[Saved entries]
--

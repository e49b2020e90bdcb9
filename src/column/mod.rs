//! # Column Module
//!
//! Columns are homogeneous, append-only sequences of values that know how to
//! move their rows to and from the native wire format.
//!
//! ## Capabilities
//!
//! Every column implements [`Column`], the narrow contract used by the
//! generic decode plumbing. Two optional capabilities are queried per
//! instance:
//!
//! - [`Inferable`]: the column can configure itself from the descriptor the
//!   server sent (for example `Time64` picks up its precision).
//! - [`StateDecoder`] / [`StateEncoder`]: the column carries a per-block
//!   header that precedes its row data.
//!
//! Typed access goes through [`ColumnOf<T>`].
//!
//! ## Wire Format
//!
//! ```text
//! [state: column specific, optional]  // once per block, only when rows > 0
//! [rows:  column specific]            // e.g. 8 bytes LE per Time64 row
//! ```
//!
//! ## ClickHouse Documentation
//!
//! - [Data Types Overview](https://clickhouse.com/docs/en/sql-reference/data-types)

pub mod array;
pub mod auto;
pub mod nullable;
pub mod numeric;
pub mod time;
pub mod time64;

pub use array::ColumnArray;
pub use auto::{
    new_column,
    ColumnAuto,
};
pub use nullable::ColumnNullable;
pub use numeric::*;
pub use time::{
    ColumnTime,
    ColumnTimeRaw,
};
pub use time64::{
    ColumnTime64,
    ColumnTime64Raw,
};

use crate::{
    io::Reader,
    types::ColumnType,
    Result,
};
use bytes::BytesMut;

/// Base trait for all column types
pub trait Column: Send + Sync {
    /// Current wire type, including any configured parameters.
    fn column_type(&self) -> ColumnType;

    /// Number of rows currently stored.
    fn rows(&self) -> usize;

    /// Drop all rows, keeping allocated capacity.
    fn reset(&mut self);

    /// Append `rows` rows read from `reader`.
    fn decode_column(&mut self, reader: &mut Reader<'_>, rows: usize)
        -> Result<()>;

    /// Append all rows to the end of `buffer`.
    fn encode_column(&self, buffer: &mut BytesMut);

    fn as_inferable(&mut self) -> Option<&mut dyn Inferable> {
        None
    }

    fn as_state_decoder(&mut self) -> Option<&mut dyn StateDecoder> {
        None
    }

    fn as_state_encoder(&self) -> Option<&dyn StateEncoder> {
        None
    }

    /// Downcast to a concrete column type
    fn as_any(&self) -> &dyn std::any::Any;

    /// Downcast to a mutable concrete column type
    fn as_any_mut(&mut self) -> &mut dyn std::any::Any;
}

/// Column that configures itself from a wire descriptor.
pub trait Inferable {
    fn infer(&mut self, t: &ColumnType) -> Result<()>;
}

/// Column with a per-block header read before its rows.
pub trait StateDecoder {
    fn decode_state(&mut self, reader: &mut Reader<'_>) -> Result<()>;
}

/// Column with a per-block header written before its rows.
pub trait StateEncoder {
    fn encode_state(&self, buffer: &mut BytesMut);
}

/// Typed row access.
pub trait ColumnOf<T>: Column {
    fn append(&mut self, value: T);

    fn append_arr(&mut self, values: Vec<T>) {
        for v in values {
            self.append(v);
        }
    }

    /// Value at `index`; panics if out of bounds.
    fn row(&self, index: usize) -> T;
}

/// Configure `col` from `t`, returning it.
pub(crate) fn inferred<C: Inferable>(mut col: C, t: &ColumnType) -> Result<C> {
    col.infer(t)?;
    Ok(col)
}
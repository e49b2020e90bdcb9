//! Time Column Implementation
//!
//! **ClickHouse Documentation:** <https://clickhouse.com/docs/en/sql-reference/data-types/time>
//!
//! ## Wire Format
//!
//! ```text
//! [i64 LE] * rows    // nanoseconds since midnight
//! ```
//!
//! Rows are exposed as `Option<DateTime<Local>>` anchored to today's date,
//! with `None` standing for the raw value 0. Use [`ColumnTimeRaw`] to work
//! with the stored integers directly.

use super::{
    numeric::{
        decode_fixed,
        encode_fixed,
    },
    Column,
    ColumnArray,
    ColumnNullable,
    ColumnOf,
    Inferable,
};
use crate::{
    io::Reader,
    types::{
        ColumnType,
        Time,
    },
    Error,
    Result,
};
use bytes::BytesMut;
use chrono::{
    DateTime,
    Local,
    Timelike,
};

#[derive(Debug, Clone, Default)]
pub struct ColumnTime {
    data: Vec<Time>,
}

impl ColumnTime {
    pub fn new() -> Self {
        Self { data: Vec::new() }
    }

    pub fn with_capacity(capacity: usize) -> Self {
        Self { data: Vec::with_capacity(capacity) }
    }

    /// Append the time-of-day part of `t`.
    pub fn append_time<T: Timelike>(&mut self, t: &T) {
        self.data.push(Time::from_time(t));
    }

    pub fn append_raw(&mut self, value: Time) {
        self.data.push(value);
    }

    pub fn data(&self) -> &[Time] {
        &self.data
    }

    pub fn len(&self) -> usize {
        self.data.len()
    }

    pub fn is_empty(&self) -> bool {
        self.data.is_empty()
    }

    /// View the column as raw [`Time`] values.
    pub fn raw(self) -> ColumnTimeRaw {
        ColumnTimeRaw { inner: self }
    }

    pub fn nullable(self) -> ColumnNullable<Option<DateTime<Local>>> {
        ColumnNullable::new(Box::new(self))
    }

    pub fn array(self) -> ColumnArray<Option<DateTime<Local>>> {
        ColumnArray::new(Box::new(self))
    }
}

impl Column for ColumnTime {
    fn column_type(&self) -> ColumnType {
        ColumnType::TIME
    }

    fn rows(&self) -> usize {
        self.data.len()
    }

    fn reset(&mut self) {
        self.data.clear();
    }

    fn decode_column(
        &mut self,
        reader: &mut Reader<'_>,
        rows: usize,
    ) -> Result<()> {
        decode_fixed(reader, rows, &mut self.data)
    }

    fn encode_column(&self, buffer: &mut BytesMut) {
        encode_fixed(&self.data, buffer);
    }

    fn as_inferable(&mut self) -> Option<&mut dyn Inferable> {
        Some(self)
    }

    fn as_any(&self) -> &dyn std::any::Any {
        self
    }

    fn as_any_mut(&mut self) -> &mut dyn std::any::Any {
        self
    }
}

impl Inferable for ColumnTime {
    fn infer(&mut self, t: &ColumnType) -> Result<()> {
        if t.base() != ColumnType::TIME {
            return Err(Error::invalid_type(t.as_str(), "expected Time"));
        }
        Ok(())
    }
}

impl ColumnOf<Option<DateTime<Local>>> for ColumnTime {
    fn append(&mut self, value: Option<DateTime<Local>>) {
        self.data.push(Time::from_datetime(value.as_ref()));
    }

    fn row(&self, index: usize) -> Option<DateTime<Local>> {
        self.data[index].to_datetime()
    }
}

/// [`ColumnTime`] with rows exposed as [`Time`].
#[derive(Debug, Clone, Default)]
pub struct ColumnTimeRaw {
    inner: ColumnTime,
}

impl ColumnTimeRaw {
    pub fn new() -> Self {
        Self::default()
    }

    pub fn into_inner(self) -> ColumnTime {
        self.inner
    }

    pub fn nullable(self) -> ColumnNullable<Time> {
        ColumnNullable::new(Box::new(self))
    }

    pub fn array(self) -> ColumnArray<Time> {
        ColumnArray::new(Box::new(self))
    }
}

impl Column for ColumnTimeRaw {
    fn column_type(&self) -> ColumnType {
        self.inner.column_type()
    }

    fn rows(&self) -> usize {
        self.inner.rows()
    }

    fn reset(&mut self) {
        self.inner.reset();
    }

    fn decode_column(
        &mut self,
        reader: &mut Reader<'_>,
        rows: usize,
    ) -> Result<()> {
        self.inner.decode_column(reader, rows)
    }

    fn encode_column(&self, buffer: &mut BytesMut) {
        self.inner.encode_column(buffer);
    }

    fn as_inferable(&mut self) -> Option<&mut dyn Inferable> {
        Some(&mut self.inner)
    }

    fn as_any(&self) -> &dyn std::any::Any {
        self
    }

    fn as_any_mut(&mut self) -> &mut dyn std::any::Any {
        self
    }
}

impl ColumnOf<Time> for ColumnTimeRaw {
    fn append(&mut self, value: Time) {
        self.inner.append_raw(value);
    }

    fn append_arr(&mut self, values: Vec<Time>) {
        self.inner.data.extend(values);
    }

    fn row(&self, index: usize) -> Time {
        self.inner.data[index]
    }
}
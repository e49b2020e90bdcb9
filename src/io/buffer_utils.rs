//! Encode-side helpers for varints, strings and booleans over `BytesMut`.
//!
//! The decode side lives in [`Reader`](super::Reader).

use bytes::{
    BufMut,
    BytesMut,
};

use super::reader::{
    BOOL_FALSE,
    BOOL_TRUE,
};

/// Write a varint-encoded u64 to a byte buffer
pub fn write_varint(buffer: &mut BytesMut, mut value: u64) {
    loop {
        let mut byte = (value & 0x7F) as u8;
        value >>= 7;

        if value != 0 {
            byte |= 0x80;
        }

        buffer.put_u8(byte);

        if value == 0 {
            break;
        }
    }
}

/// Write a length-prefixed string to a byte buffer
pub fn write_string(buffer: &mut BytesMut, s: &str) {
    write_varint(buffer, s.len() as u64);
    buffer.put_slice(s.as_bytes());
}

pub fn write_bool(buffer: &mut BytesMut, v: bool) {
    buffer.put_u8(if v { BOOL_TRUE } else { BOOL_FALSE });
}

--

# TASK BRIEF:
Nothing but a number is asked for: how many lines of the records contain the word "Downcast"?

# SOLUTION:
2